É curioso perceber a constante espanhola em citar os acontecimentos em torno da sua Ditadura Franquista. Pelo menos quando comparamos com a produção portuguesa que quase sempre foge do tema. É como se nos esforçássemos para esquecer o passado. Já na vizinha Espanha, a referência, directa ou indirecta, é constante, e serve como pano de fundo a qualquer história, quando não é o seu tema principal.

Em Soldados de Salamina a abordagem é algo diferente do usual pano de fundo, não se centrando na vivência de guerra ou na migração, nem sequer nas consequências para as vidas dos civis. O pretexto é a sobrevivência de um falangista face a um batalhão de fuzilamento, mas através dele se explicam algumas questões políticas que desconhecia. A história consegue proporcionar, simultaneamente, uma abordagem íntima do carácter humano, e uma perspectiva histórica interessante.

Mas afinal, o que é um falangista? De uma forma muito simplificada, a Falange Espanhola foi um partido político fundado em 1933 com ideologia fascistas. Pretendia-se com ideias próximas às do fascismo italiano, constituindo uma reacção às ideias de esquerda. Este movimento foi apoiado pelos sectores financeiros e empresariais. Fundando-se com outras frentes e partidos, acabou por defender uma ideologia com algumas divergências em relação à Italiana por apresentar um foco na tradição e no catolicismo, ao invés de um Homem Novo.

Um dos fundadores deste movimento, Rafael Sáncez Mazas, sobrevive a um fuzilamento em massa de prisioneiros. Este episódio e a pesquisa dos seus detalhes constituem o ponto de partida para o romance que aqui se apresenta, ainda que a história tenha vários níveis narrativos. Numa primeira dimensão, encontramos a perspectiva do próprio autor enquanto jornalista que pesquisa informação sobre um episódio em concreto. Num segundo nível, encontramos a história de Mazas, mas num terceiro a história de um soldado republicano que prestou serviço na mesma altura do dito fuzilamento em massa.

Javier Cercas parece ter abandonado a vertente de escritor. Os seus primeiros livros não terão tido o sucesso a que almejava. Neste projecto, justifica-se, referindo que pretende escrever enquanto jornalista e investigador e não como romancista. Nesta dimensão, o autor apresenta-se como personagem, referindo-se aos principais episódios que direccionaram a investigação – como uma entrevista a Roberto Bolaño que o levaram por caminhos imprevistos.

Entre diários, entrevistas e jornais amarelos, Javier Cercas reconstrói o episódio e dá corpo às personagens. Não são meras referências históricas, mas sim elementos caracterizados o suficiente para se acompanhar a narrativa. Assim Javier Cercas dá uma dimensão mais envolvente à história. Ainda que centre a história num fascista, não há lugar a demonização ou justificação, apenas contextualização.
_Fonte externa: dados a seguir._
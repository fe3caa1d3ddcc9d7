//! trainforge CLI entry point.
//!
//! Initializes logging and delegates to the CLI module for command handling.

use tracing_subscriber::{fmt, prelude::*, EnvFilter};

#[tokio::main]
async fn main() -> anyhow::Result<()> {
    // Parse CLI arguments first to get log_level
    let cli = trainforge::cli::parse_cli();

    // Priority: RUST_LOG env var > --log-level CLI arg > default "info"
    let log_filter = std::env::var("RUST_LOG").unwrap_or_else(|_| cli.log_level.clone());

    tracing_subscriber::registry()
        .with(fmt::layer())
        .with(EnvFilter::try_from_default_env().unwrap_or_else(|_| EnvFilter::new(&log_filter)))
        .init();

    trainforge::cli::run_with_cli(cli).await
}
//! Regression metrics computed on the held-out test split.

use std::collections::BTreeMap;

use ndarray::ArrayView1;

use crate::error::TrainingError;

/// Named evaluation metrics, e.g. `{"mae": 1.2, "rmse": 1.8}`.
pub type Metrics = BTreeMap<String, f64>;

/// Mean absolute error.
pub fn mae(y_true: ArrayView1<'_, f64>, y_pred: ArrayView1<'_, f64>) -> f64 {
    let n = y_true.len().max(1) as f64;
    (&y_true - &y_pred).mapv(f64::abs).sum() / n
}

/// Root mean squared error.
pub fn rmse(y_true: ArrayView1<'_, f64>, y_pred: ArrayView1<'_, f64>) -> f64 {
    let n = y_true.len().max(1) as f64;
    ((&y_true - &y_pred).mapv(|e| e * e).sum() / n).sqrt()
}

/// Mean absolute percentage error, in percent. Rows with a zero target are
/// skipped; returns `None` when every target is zero.
pub fn mape(y_true: ArrayView1<'_, f64>, y_pred: ArrayView1<'_, f64>) -> Option<f64> {
    let mut total = 0.0;
    let mut count = 0usize;
    for (t, p) in y_true.iter().zip(y_pred.iter()) {
        if t.abs() > f64::EPSILON {
            total += ((t - p) / t).abs();
            count += 1;
        }
    }
    (count > 0).then(|| 100.0 * total / count as f64)
}

/// Coefficient of determination. A constant target yields 0.0.
pub fn r2(y_true: ArrayView1<'_, f64>, y_pred: ArrayView1<'_, f64>) -> f64 {
    let mean = y_true.mean().unwrap_or(0.0);
    let ss_tot: f64 = y_true.iter().map(|t| (t - mean).powi(2)).sum();
    let ss_res: f64 = y_true
        .iter()
        .zip(y_pred.iter())
        .map(|(t, p)| (t - p).powi(2))
        .sum();
    if ss_tot <= f64::EPSILON {
        0.0
    } else {
        1.0 - ss_res / ss_tot
    }
}

/// Computes the standard metric set. Fails when the inputs are empty,
/// mismatched, or the predictions are not finite.
pub fn evaluate(
    y_true: ArrayView1<'_, f64>,
    y_pred: ArrayView1<'_, f64>,
) -> Result<Metrics, TrainingError> {
    if y_true.is_empty() {
        return Err(TrainingError::Training(
            "cannot evaluate on an empty test split".to_string(),
        ));
    }
    if y_true.len() != y_pred.len() {
        return Err(TrainingError::Training(format!(
            "prediction length {} does not match target length {}",
            y_pred.len(),
            y_true.len()
        )));
    }
    if y_pred.iter().any(|p| !p.is_finite()) {
        return Err(TrainingError::Training(
            "model produced non-finite predictions".to_string(),
        ));
    }

    let mut metrics = Metrics::new();
    metrics.insert("mae".to_string(), mae(y_true, y_pred));
    metrics.insert("rmse".to_string(), rmse(y_true, y_pred));
    metrics.insert("r2".to_string(), r2(y_true, y_pred));
    if let Some(m) = mape(y_true, y_pred) {
        metrics.insert("mape".to_string(), m);
    }
    Ok(metrics)
}

#[cfg(test)]
mod tests {
    use super::*;
    use ndarray::array;

    #[test]
    fn test_perfect_predictions() {
        let y = array![1.0, 2.0, 3.0];
        let metrics = evaluate(y.view(), y.view()).unwrap();
        assert_eq!(metrics["mae"], 0.0);
        assert_eq!(metrics["rmse"], 0.0);
        assert!((metrics["r2"] - 1.0).abs() < 1e-12);
        assert_eq!(metrics["mape"], 0.0);
    }

    #[test]
    fn test_known_errors() {
        let y = array![2.0, 4.0];
        let p = array![1.0, 6.0];
        assert!((mae(y.view(), p.view()) - 1.5).abs() < 1e-12);
        assert!((rmse(y.view(), p.view()) - (2.5f64).sqrt()).abs() < 1e-12);
        assert!((mape(y.view(), p.view()).unwrap() - 50.0).abs() < 1e-12);
    }

    #[test]
    fn test_mape_skips_zero_targets() {
        let y = array![0.0, 0.0];
        let p = array![1.0, 1.0];
        assert!(mape(y.view(), p.view()).is_none());
        let metrics = evaluate(y.view(), p.view()).unwrap();
        assert!(!metrics.contains_key("mape"));
        assert_eq!(metrics["r2"], 0.0);
    }

    #[test]
    fn test_evaluate_rejects_bad_inputs() {
        let empty = ndarray::Array1::<f64>::zeros(0);
        assert!(evaluate(empty.view(), empty.view()).is_err());

        let y = array![1.0, 2.0];
        let p = array![1.0];
        assert!(evaluate(y.view(), p.view()).is_err());

        let p = array![1.0, f64::NAN];
        let err = evaluate(y.view(), p.view()).unwrap_err();
        assert!(err.to_string().contains("non-finite"));
    }
}
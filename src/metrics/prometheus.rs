//! Prometheus metrics registration and export.
//!
//! This module defines all Prometheus metrics used by trainforge and provides
//! functions for initializing, registering, and exporting metrics.

use prometheus::{
    CounterVec, Encoder, Gauge, HistogramOpts, HistogramVec, Opts, Registry, TextEncoder,
};
use std::sync::OnceLock;

/// Global Prometheus registry for all trainforge metrics.
pub static REGISTRY: OnceLock<Registry> = OnceLock::new();

/// Jobs that reached a terminal state, labeled by status and model type.
pub static JOBS_TOTAL: OnceLock<CounterVec> = OnceLock::new();

/// Wall-clock run time of finished jobs in seconds, labeled by model type.
pub static JOB_DURATION: OnceLock<HistogramVec> = OnceLock::new();

/// Automatic retries of transient job failures, labeled by model type.
pub static JOB_RETRIES: OnceLock<CounterVec> = OnceLock::new();

/// Number of jobs waiting for dispatch.
pub static QUEUE_DEPTH: OnceLock<Gauge> = OnceLock::new();

/// Number of jobs currently RUNNING.
pub static JOBS_IN_PROGRESS: OnceLock<Gauge> = OnceLock::new();

/// Finished HPO trials, labeled by state and sampler.
pub static TRIALS_TOTAL: OnceLock<CounterVec> = OnceLock::new();

/// Number of busy worker nodes.
pub static BUSY_WORKERS: OnceLock<Gauge> = OnceLock::new();

/// Initialize all metrics and register them with the registry.
///
/// Call once at startup; later calls replace the registry and are harmless.
///
/// # Errors
///
/// Returns a `prometheus::Error` if metric registration fails, typically due to
/// duplicate metric names or invalid metric configurations.
pub fn init_metrics() -> Result<(), prometheus::Error> {
    let registry = Registry::new();

    // Job metrics
    let jobs_total = CounterVec::new(
        Opts::new("trainforge_jobs_total", "Jobs that reached a terminal state"),
        &["status", "model_type"],
    )?;

    let job_duration = HistogramVec::new(
        HistogramOpts::new(
            "trainforge_job_duration_seconds",
            "Job run time in seconds",
        )
        .buckets(vec![1.0, 10.0, 30.0, 60.0, 300.0, 900.0, 3600.0]),
        &["model_type"],
    )?;

    let job_retries = CounterVec::new(
        Opts::new(
            "trainforge_job_retries_total",
            "Automatic retries of transient job failures",
        ),
        &["model_type"],
    )?;

    // Dispatch metrics
    let queue_depth = Gauge::new("trainforge_queue_depth", "Jobs waiting for dispatch")?;
    let jobs_in_progress = Gauge::new("trainforge_jobs_in_progress", "Jobs currently running")?;

    // HPO metrics
    let trials_total = CounterVec::new(
        Opts::new("trainforge_trials_total", "Finished HPO trials"),
        &["state", "sampler"],
    )?;

    // Worker metrics
    let busy_workers = Gauge::new("trainforge_busy_workers", "Busy worker nodes")?;

    registry.register(Box::new(jobs_total.clone()))?;
    registry.register(Box::new(job_duration.clone()))?;
    registry.register(Box::new(job_retries.clone()))?;
    registry.register(Box::new(queue_depth.clone()))?;
    registry.register(Box::new(jobs_in_progress.clone()))?;
    registry.register(Box::new(trials_total.clone()))?;
    registry.register(Box::new(busy_workers.clone()))?;

    // Already-set statics keep their first instance.
    let _ = REGISTRY.set(registry);
    let _ = JOBS_TOTAL.set(jobs_total);
    let _ = JOB_DURATION.set(job_duration);
    let _ = JOB_RETRIES.set(job_retries);
    let _ = QUEUE_DEPTH.set(queue_depth);
    let _ = JOBS_IN_PROGRESS.set(jobs_in_progress);
    let _ = TRIALS_TOTAL.set(trials_total);
    let _ = BUSY_WORKERS.set(busy_workers);

    tracing::info!("Prometheus metrics initialized successfully");

    Ok(())
}

/// Export all registered metrics in Prometheus text format.
///
/// Returns a comment line instead of failing when the registry has not been
/// initialized or encoding fails.
pub fn export_metrics() -> String {
    let Some(registry) = REGISTRY.get() else {
        return "# Metrics not initialized. Call init_metrics() first.\n".to_string();
    };

    let encoder = TextEncoder::new();
    let metric_families = registry.gather();

    let mut buffer = Vec::new();
    if let Err(e) = encoder.encode(&metric_families, &mut buffer) {
        return format!("# Error encoding metrics: {}\n", e);
    }

    String::from_utf8(buffer)
        .unwrap_or_else(|e| format!("# Error converting metrics to UTF-8: {}\n", e))
}

#[cfg(test)]
mod tests {
    use super::*;

    #[test]
    fn test_init_metrics() {
        let result = init_metrics();
        assert!(result.is_ok() || REGISTRY.get().is_some());
    }

    #[test]
    fn test_metrics_after_init() {
        let _ = init_metrics();

        if let Some(jobs) = JOBS_TOTAL.get() {
            jobs.with_label_values(&["completed", "forecast"]).inc();
        }
        let metrics = export_metrics();
        assert!(!metrics.is_empty());
        assert!(!metrics.starts_with("# Error"));
    }
}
A cereja no topo do bolo (ou aquilo que confere uma maior dimensão humana) é o cruzamento da história com a perspectiva de um homem que esteve, enquanto soldado republicano, presente no fuzilamento em massa. O que é, afinal um herói? Esta questão surge em conversa com Bolaño, mas será, também, aquilo que direcciona esta última dimensão de Soldados de Salamina.

Mas qual o papel narrativo destas três dimensões? Ao nos apresentar a sua perspectiva pessoal, o autor consegue introduzir elementos levemente cómicos que servem para aliviar o tema e conduzir-nos por entre uma investigação que, de outra forma, poderia ser maçadora. Cada descoberta é, desta forma, intercalada com momentos mais relaxados que servem, também, para criar empatia com o leitor.

O segundo nível é a justificação para o livro. Mazas continua a ser uma incógnita, um homem reservado. Associado ao movimento fascista, vê os seus ideais transformados em algo diferente, e acaba por se afastar. O confronto com a sua mortalidade mudou-o de alguma forma, mas nem ele o refere como. No terceiro nível voltamos a ser confrontados com uma perspectiva mais pessoal e empática, que, não só interliga emocionalmente às restantes, como confere à história uma maior dimensão.

Em termos visuais, não é extraordinário. O desenho é bom, oscilando entre o detalhe e o foco na expressões, e respondendo à narrativa. Em cores, apresenta-se como vários outros livros de autores espanhóis, em páginas de uma ou duas cores, que oscilam entre o castanho e o cinzento azulado. São raras outras combinações.

Já em termos narrativos, é excelente. É uma leitura que consegue informar sem despejar informação. Acima de tudo, conta uma história com raízes reais, mas transforma-a para a tornar empática e envolvente. Soldados de Salamina foi publicado pela Porto Editora em capa dura, destacando-se o acabamento de alto relevo na capa.